GIVEN ENTRIES Start Marker
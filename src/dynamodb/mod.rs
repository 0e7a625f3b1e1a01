//! # DynamoDB helpers
//!
//! A type-safe layer in front of DynamoDB: define a table once, then issue
//! get/query/create/update/remove/batch-write calls without hand-writing the
//! store's expression syntax.
//!
//! ## Components
//!
//! - [`TableDescriptor`] / [`PrimaryKey`]: static table definition with
//!   named secondary indexes.
//! - [`Table`]: a descriptor bound to a [`StoreClient`], exposing the CRUD,
//!   query, and batch operations.
//! - [`expression`]: pure builders for key-condition, filter, and update
//!   expressions with placeholder-escaped attribute names.
//! - [`SchemaValidator`] / [`Schema`]: pluggable item-shape validation,
//!   applied before writes and after reads.
//! - [`BatchItem`]: tagged put/delete requests, chunked into the store's
//!   25-item batch limit and dispatched concurrently.
//! - [`generate_prefixed_key`] / [`parse_prefixed_key`]: `#`-delimited
//!   composite key codec.
//!
//! ## Example
//!
//! ```rust,no_run
//! use dynamo_helpers::dynamodb::{
//!     FieldType, Item, PrimaryKey, Schema, Table, TableDescriptor,
//! };
//!
//! # async fn example() -> Result<(), dynamo_helpers::DynamoError> {
//! let client = dynamo_helpers::clients::dynamodb().await.clone();
//! let table = Table::new(
//!     client,
//!     TableDescriptor::new(
//!         "products",
//!         PrimaryKey::new("category").with_sort("product_name"),
//!     ),
//! );
//! let schema = Schema::new()
//!     .field("category", FieldType::String)
//!     .field("product_name", FieldType::String)
//!     .field("price", FieldType::Number);
//!
//! let item = Item::new()
//!     .set_string("category", "Electronics")
//!     .set_string("product_name", "Smartphone")
//!     .set_number("price", 599.99);
//! table.create(&schema, item).await?;
//!
//! let key = Item::new()
//!     .set_string("category", "Electronics")
//!     .set_string("product_name", "Smartphone");
//! let fetched = table.get(&schema, key).await?;
//! # Ok(())
//! # }
//! ```

mod batch;
mod client;
pub mod expression;
mod item;
mod key;
mod schema;
mod table;

pub use batch::{BatchItem, MAX_BATCH_WRITE_ITEMS};
pub use client::{DynamoDb, QueryRequest, QueryResponse, StoreClient, UpdateRequest, WriteRequest};
pub use expression::{Patch, QueryExpression, UpdateExpression};
pub use item::{Attributes, Item};
pub use key::{generate_prefixed_key, parse_prefixed_key};
pub use schema::{FieldType, Schema, SchemaValidator, SchemaViolation};
pub use table::{
    Cursor, Order, PrimaryKey, QueryOptions, QueryOutput, Table, TableDescriptor, UpdateOptions,
};
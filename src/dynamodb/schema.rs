use aws_sdk_dynamodb::types::AttributeValue;
use std::collections::BTreeMap;
use thiserror::Error;

use crate::dynamodb::Item;

/// Structured validation failure: which attribute was rejected and why.
///
/// Carried as the cause of
/// [`DynamoError::SchemaMismatch`](crate::DynamoError::SchemaMismatch).
#[derive(Debug, Clone, Error, PartialEq, Eq)]
#[error("attribute `{attribute}`: {reason}")]
pub struct SchemaViolation {
    pub attribute: String,
    pub reason: String,
}

impl SchemaViolation {
    pub fn new(attribute: impl Into<String>, reason: impl Into<String>) -> Self {
        Self {
            attribute: attribute.into(),
            reason: reason.into(),
        }
    }
}

/// Pluggable item-shape validator.
///
/// Table operations never inspect attribute values themselves; they hand the
/// candidate item to the caller-supplied validator and propagate its verdict.
/// `validate` checks the complete item shape (used by `create`, `get`, and
/// query results); `validate_partial` checks only the attributes that are
/// present (used for update patches and key mappings).
pub trait SchemaValidator {
    /// Validates a complete item, returning the validated item.
    fn validate(&self, item: &Item) -> Result<Item, SchemaViolation>;

    /// Validates a subset of an item's attributes, ignoring absent ones.
    fn validate_partial(&self, item: &Item) -> Result<Item, SchemaViolation>;
}

/// The type of a declared schema field.
#[derive(Debug, Clone, Copy, PartialEq, Eq)]
pub enum FieldType {
    /// A UTF-8 string attribute.
    String,
    /// A numeric attribute (transported as a string by the store).
    Number,
    /// A boolean attribute.
    Boolean,
    /// A list attribute.
    List,
    /// A nested map attribute.
    Map,
}

impl FieldType {
    fn matches(self, value: &AttributeValue) -> bool {
        match self {
            FieldType::String => value.is_s(),
            FieldType::Number => value.is_n(),
            FieldType::Boolean => value.is_bool(),
            FieldType::List => value.is_l(),
            FieldType::Map => value.is_m(),
        }
    }
}

#[derive(Debug, Clone, Copy)]
struct Field {
    ty: FieldType,
    required: bool,
}

/// Field-name to field-type schema.
///
/// DynamoDB itself is schemaless; this validator enforces the shape an
/// application expects: required fields must be present, every present
/// attribute must be declared and type-match, and undeclared attributes are
/// rejected.
///
/// # Example
///
/// ```
/// use dynamo_helpers::dynamodb::{FieldType, Schema};
///
/// let schema = Schema::new()
///     .field("user_id", FieldType::String)
///     .field("age", FieldType::Number)
///     .optional("nickname", FieldType::String);
/// ```
#[derive(Debug, Clone, Default)]
pub struct Schema {
    fields: BTreeMap<String, Field>,
}

impl Schema {
    /// Creates a new empty `Schema`.
    pub fn new() -> Self {
        Self::default()
    }

    /// Declares a required field.
    pub fn field(mut self, name: impl Into<String>, ty: FieldType) -> Self {
        self.fields.insert(name.into(), Field { ty, required: true });
        self
    }

    /// Declares an optional field.
    pub fn optional(mut self, name: impl Into<String>, ty: FieldType) -> Self {
        self.fields.insert(
            name.into(),
            Field {
                ty,
                required: false,
            },
        );
        self
    }

    fn check_present(&self, item: &Item) -> Result<(), SchemaViolation> {
        for (name, value) in item.iter() {
            let Some(field) = self.fields.get(name) else {
                return Err(SchemaViolation::new(name, "attribute is not declared"));
            };
            if !field.ty.matches(value) {
                return Err(SchemaViolation::new(
                    name,
                    format!("expected {:?} value", field.ty),
                ));
            }
        }
        Ok(())
    }
}

impl SchemaValidator for Schema {
    fn validate(&self, item: &Item) -> Result<Item, SchemaViolation> {
        for (name, field) in &self.fields {
            if field.required && !item.contains(name) {
                return Err(SchemaViolation::new(name, "required attribute is missing"));
            }
        }
        self.check_present(item)?;
        Ok(item.clone())
    }

    fn validate_partial(&self, item: &Item) -> Result<Item, SchemaViolation> {
        self.check_present(item)?;
        Ok(item.clone())
    }
}
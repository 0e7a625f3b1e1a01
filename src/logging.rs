use tracing::subscriber::SetGlobalDefaultError;
use tracing::Level;
use tracing_subscriber::FmtSubscriber;

/// Installs the global tracing subscriber.
///
/// The level is read from the `LOGGER_LEVEL` environment variable
/// (`error`, `warn`, `info`, `debug`, `trace`), defaulting to `info`.
pub fn init_logging() -> Result<(), SetGlobalDefaultError> {
    let level = std::env::var("LOGGER_LEVEL")
        .ok()
        .and_then(|level| level.parse().ok())
        .unwrap_or(Level::INFO);

    let subscriber = FmtSubscriber::builder()
        .with_max_level(level)
        .with_line_number(true)
        .with_file(true)
        .with_target(false)
        .finish();
    tracing::subscriber::set_global_default(subscriber)
}
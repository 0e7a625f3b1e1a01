//! Prefixed key codec.
//!
//! Entity keys are often stored as delimited strings (`user#123`,
//! `order#2024#456`). This module joins ordered parts with a `#` delimiter
//! and strips a known prefix back off. The delimiter is not escaped inside
//! parts: a part containing `#` produces an ambiguous key that will not
//! round-trip.

use std::fmt::Display;

use crate::error::DynamoError;

const KEY_DELIMITER: char = '#';

/// Joins the given parts into a single delimited key, in order.
///
/// ```
/// use dynamo_helpers::dynamodb::generate_prefixed_key;
///
/// assert_eq!(generate_prefixed_key(["user", "123"]), "user#123");
/// ```
pub fn generate_prefixed_key<I>(parts: I) -> String
where
    I: IntoIterator,
    I::Item: Display,
{
    parts
        .into_iter()
        .map(|part| part.to_string())
        .collect::<Vec<_>>()
        .join(&KEY_DELIMITER.to_string())
}

/// Strips `prefix` and the delimiter off `key`, returning the remainder
/// verbatim.
///
/// Fails with [`DynamoError::PrefixMismatch`] if `key` does not start with
/// `prefix` followed by the delimiter.
pub fn parse_prefixed_key<'a>(prefix: &str, key: &'a str) -> Result<&'a str, DynamoError> {
    key.strip_prefix(prefix)
        .and_then(|rest| rest.strip_prefix(KEY_DELIMITER))
        .ok_or_else(|| DynamoError::PrefixMismatch {
            prefix: prefix.to_string(),
            key: key.to_string(),
        })
}
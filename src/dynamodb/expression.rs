//! Generators for DynamoDB key-condition, filter, and update expressions.
//!
//! Every attribute referenced in a generated expression goes through a
//! `#name` / `:value` placeholder pair keyed by the literal attribute name,
//! so generated expressions never collide with DynamoDB reserved words.
//! Builders are pure: they inspect the supplied attributes and return the
//! expression strings plus their placeholder maps, with no I/O.

use aws_sdk_dynamodb::types::AttributeValue;
use std::collections::{BTreeMap, HashMap};

use crate::dynamodb::table::PrimaryKey;
use crate::dynamodb::{Attributes, Item};
use crate::error::DynamoError;

/// A generated query expression: placeholder maps, the key condition, and
/// an optional post-key filter. Recomputed per call, never persisted.
#[derive(Debug, Clone, PartialEq)]
pub struct QueryExpression {
    pub names: HashMap<String, String>,
    pub values: Attributes,
    pub key_condition: String,
    pub filter: Option<String>,
}

/// A generated update expression (`SET ... REMOVE ...`) with its
/// placeholder maps. `values` is empty for a remove-only expression.
#[derive(Debug, Clone, PartialEq)]
pub struct UpdateExpression {
    pub expression: String,
    pub names: HashMap<String, String>,
    pub values: Attributes,
}

/// Attribute changes for an update: `set` entries become a `SET` clause,
/// `unset` entries a `REMOVE` clause. Entries are kept in attribute-name
/// order so generated expressions are deterministic.
#[derive(Debug, Clone, Default, PartialEq)]
pub struct Patch {
    entries: BTreeMap<String, Option<AttributeValue>>,
}

impl Patch {
    /// Creates an empty patch.
    pub fn new() -> Self {
        Self::default()
    }

    /// Assigns a new value to an attribute.
    pub fn set(mut self, key: impl Into<String>, value: AttributeValue) -> Self {
        self.entries.insert(key.into(), Some(value));
        self
    }

    /// Assigns a string value to an attribute.
    pub fn set_string(self, key: impl Into<String>, value: impl Into<String>) -> Self {
        self.set(key, AttributeValue::S(value.into()))
    }

    /// Assigns a number value to an attribute.
    pub fn set_number(self, key: impl Into<String>, value: impl Into<f64>) -> Self {
        self.set(key, AttributeValue::N(value.into().to_string()))
    }

    /// Marks an attribute for removal.
    pub fn unset(mut self, key: impl Into<String>) -> Self {
        self.entries.insert(key.into(), None);
        self
    }

    /// Returns the entry for an attribute: `Some(Some(_))` for a pending
    /// assignment, `Some(None)` for a pending removal.
    pub fn get(&self, key: &str) -> Option<&Option<AttributeValue>> {
        self.entries.get(key)
    }

    pub fn is_empty(&self) -> bool {
        self.entries.is_empty()
    }

    /// Iterates over entries in attribute-name order.
    pub fn iter(&self) -> impl Iterator<Item = (&String, &Option<AttributeValue>)> {
        self.entries.iter()
    }
}

fn name_placeholder(attribute: &str) -> String {
    format!("#{attribute}")
}

fn value_placeholder(attribute: &str) -> String {
    format!(":{attribute}")
}

/// Builds the key-condition and filter expressions for a query.
///
/// The partition attribute is mandatory (`MissingKey` otherwise) and always
/// yields `#pk = :pk`. A declared sort attribute is appended as an equality
/// clause only when a value for it is supplied; a declared-but-unsupplied
/// sort attribute leaves the key condition partition-only. Every remaining
/// attribute becomes an `AND`-joined clause in the filter expression, which
/// the store evaluates as a post-filter after the key condition has
/// narrowed the partition.
pub fn build_query_expression(
    keys: &PrimaryKey,
    attributes: &Item,
) -> Result<QueryExpression, DynamoError> {
    let partition = keys.partition();
    let Some(partition_value) = attributes.get(partition) else {
        return Err(DynamoError::missing_key(partition, "query"));
    };

    let mut names = HashMap::new();
    let mut values = Attributes::new();
    names.insert(name_placeholder(partition), partition.to_string());
    values.insert(value_placeholder(partition), partition_value.clone());

    let mut key_condition = format!("#{partition} = :{partition}");
    if let Some(sort) = keys.sort() {
        if let Some(sort_value) = attributes.get(sort) {
            names.insert(name_placeholder(sort), sort.to_string());
            values.insert(value_placeholder(sort), sort_value.clone());
            key_condition.push_str(&format!(" AND #{sort} = :{sort}"));
        }
    }

    let mut remaining: Vec<_> = attributes
        .iter()
        .filter(|(attr, _)| attr.as_str() != partition && Some(attr.as_str()) != keys.sort())
        .collect();
    remaining.sort_by(|a, b| a.0.cmp(b.0));

    let mut clauses = Vec::with_capacity(remaining.len());
    for (attr, value) in remaining {
        names.insert(name_placeholder(attr), attr.clone());
        values.insert(value_placeholder(attr), value.clone());
        clauses.push(format!("#{attr} = :{attr}"));
    }
    let filter = if clauses.is_empty() {
        None
    } else {
        Some(clauses.join(" AND "))
    };

    Ok(QueryExpression {
        names,
        values,
        key_condition,
        filter,
    })
}

/// Prefix variant of [`build_query_expression`].
///
/// Requires the index to declare a sort attribute and the caller to supply
/// a value for it (the prefix); the sort condition becomes
/// `begins_with(#sk, :sk)` instead of equality.
pub fn build_prefix_query_expression(
    keys: &PrimaryKey,
    attributes: &Item,
) -> Result<QueryExpression, DynamoError> {
    let Some(sort) = keys.sort() else {
        return Err(DynamoError::PrefixRequiresSortKey);
    };
    if !attributes.contains(sort) {
        return Err(DynamoError::missing_key(sort, "prefix query"));
    }

    let partition = keys.partition();
    let mut expression = build_query_expression(keys, attributes)?;
    expression.key_condition =
        format!("#{partition} = :{partition} AND begins_with(#{sort}, :{sort})");
    Ok(expression)
}

/// Builds a `SET ... REMOVE ...` update expression from a patch.
///
/// Assignments land in the `SET` clause, removals in the `REMOVE` clause;
/// either half is omitted when empty. Fails with `NoAttributes` on an
/// empty patch.
pub fn build_update_expression(patch: &Patch) -> Result<UpdateExpression, DynamoError> {
    if patch.is_empty() {
        return Err(DynamoError::NoAttributes);
    }

    let mut set_clause = String::new();
    let mut remove_clause = String::new();
    let mut names = HashMap::new();
    let mut values = Attributes::new();

    for (attr, entry) in patch.iter() {
        names.insert(name_placeholder(attr), attr.clone());
        match entry {
            Some(value) => {
                let lead = if set_clause.is_empty() { "SET" } else { "," };
                set_clause.push_str(&format!("{lead} #{attr} = :{attr}"));
                values.insert(value_placeholder(attr), value.clone());
            }
            None => {
                let lead = if remove_clause.is_empty() { "REMOVE" } else { "," };
                remove_clause.push_str(&format!("{lead} #{attr}"));
            }
        }
    }

    let expression = format!("{set_clause} {remove_clause}").trim().to_string();
    Ok(UpdateExpression {
        expression,
        names,
        values,
    })
}

#[cfg(test)]
mod tests {
    use super::*;

    #[test]
    fn partition_only_key_yields_single_clause() {
        let keys = PrimaryKey::new("category");
        let attributes = Item::new().set_string("category", "Electronics");

        let expression = build_query_expression(&keys, &attributes).unwrap();
        assert_eq!(expression.key_condition, "#category = :category");
        assert_eq!(expression.filter, None);
        assert_eq!(expression.names.len(), 1);
        assert_eq!(
            expression.names.get("#category"),
            Some(&"category".to_string())
        );
        assert_eq!(
            expression.values.get(":category"),
            Some(&AttributeValue::S("Electronics".to_string()))
        );
    }

    #[test]
    fn missing_partition_value_fails() {
        let keys = PrimaryKey::new("category");
        let attributes = Item::new().set_string("product_name", "Smartphone");

        let err = build_query_expression(&keys, &attributes).unwrap_err();
        assert!(matches!(err, DynamoError::MissingKey { attribute, .. } if attribute == "category"));
    }

    #[test]
    fn sort_value_joins_key_condition() {
        let keys = PrimaryKey::new("category").with_sort("product_name");
        let attributes = Item::new()
            .set_string("category", "Electronics")
            .set_string("product_name", "Smartphone");

        let expression = build_query_expression(&keys, &attributes).unwrap();
        assert_eq!(
            expression.key_condition,
            "#category = :category AND #product_name = :product_name"
        );
        assert_eq!(expression.filter, None);
    }

    #[test]
    fn declared_but_unsupplied_sort_stays_partition_only() {
        let keys = PrimaryKey::new("category").with_sort("product_name");
        let attributes = Item::new().set_string("category", "Electronics");

        let expression = build_query_expression(&keys, &attributes).unwrap();
        assert_eq!(expression.key_condition, "#category = :category");
    }

    #[test]
    fn extra_attributes_become_filter() {
        let keys = PrimaryKey::new("category").with_sort("product_name");
        let attributes = Item::new()
            .set_string("category", "Electronics")
            .set_string("product_name", "Smartphone")
            .set_number("price", 599.99)
            .set_bool("in_stock", true);

        let expression = build_query_expression(&keys, &attributes).unwrap();
        assert_eq!(
            expression.filter.as_deref(),
            Some("#in_stock = :in_stock AND #price = :price")
        );
        assert_eq!(expression.names.len(), 4);
        assert_eq!(expression.values.len(), 4);
    }

    #[test]
    fn prefix_requires_declared_sort_key() {
        let keys = PrimaryKey::new("category");
        let attributes = Item::new().set_string("category", "Electronics");

        let err = build_prefix_query_expression(&keys, &attributes).unwrap_err();
        assert!(matches!(err, DynamoError::PrefixRequiresSortKey));
    }

    #[test]
    fn prefix_requires_sort_value() {
        let keys = PrimaryKey::new("category").with_sort("product_name");
        let attributes = Item::new().set_string("category", "Electronics");

        let err = build_prefix_query_expression(&keys, &attributes).unwrap_err();
        assert!(matches!(
            err,
            DynamoError::MissingKey { attribute, .. } if attribute == "product_name"
        ));
    }

    #[test]
    fn prefix_condition_uses_begins_with() {
        let keys = PrimaryKey::new("category").with_sort("product_name");
        let attributes = Item::new()
            .set_string("category", "Electronics")
            .set_string("product_name", "Smart");

        let expression = build_prefix_query_expression(&keys, &attributes).unwrap();
        assert_eq!(
            expression.key_condition,
            "#category = :category AND begins_with(#product_name, :product_name)"
        );
        assert_eq!(
            expression.values.get(":product_name"),
            Some(&AttributeValue::S("Smart".to_string()))
        );
    }

    #[test]
    fn update_routes_set_and_remove() {
        let patch = Patch::new().set_number("price", 649.99).unset("discount");

        let update = build_update_expression(&patch).unwrap();
        assert_eq!(update.expression, "SET #price = :price REMOVE #discount");
        assert_eq!(update.names.len(), 2);
        assert_eq!(
            update.values.get(":price"),
            Some(&AttributeValue::N("649.99".to_string()))
        );
        assert!(!update.values.contains_key(":discount"));
    }

    #[test]
    fn update_set_only() {
        let patch = Patch::new()
            .set_string("name", "Widget")
            .set_number("price", 10.0);

        let update = build_update_expression(&patch).unwrap();
        assert_eq!(update.expression, "SET #name = :name, #price = :price");
    }

    #[test]
    fn update_remove_only_has_no_values() {
        let patch = Patch::new().unset("a").unset("b");

        let update = build_update_expression(&patch).unwrap();
        assert_eq!(update.expression, "REMOVE #a, #b");
        assert!(update.values.is_empty());
    }

    #[test]
    fn empty_patch_fails() {
        let err = build_update_expression(&Patch::new()).unwrap_err();
        assert!(matches!(err, DynamoError::NoAttributes));
    }
}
GIVEN ENTRIES End Marker
• WHAT THE TASK REQUIRES
Working from the records above, write out verbatim only the lines from the line containing "number value to an attribute." through the line containing "pub fn unset(mut".

• TASK RESPONSE
    /// Assigns a number value to an attribute.
    pub fn set_number(self, key: impl Into<String>, value: impl Into<f64>) -> Self {
        self.set(key, AttributeValue::N(value.into().to_string()))
    }

    /// Marks an attribute for removal.
    pub fn unset(mut self, key: impl Into<String>) -> Self {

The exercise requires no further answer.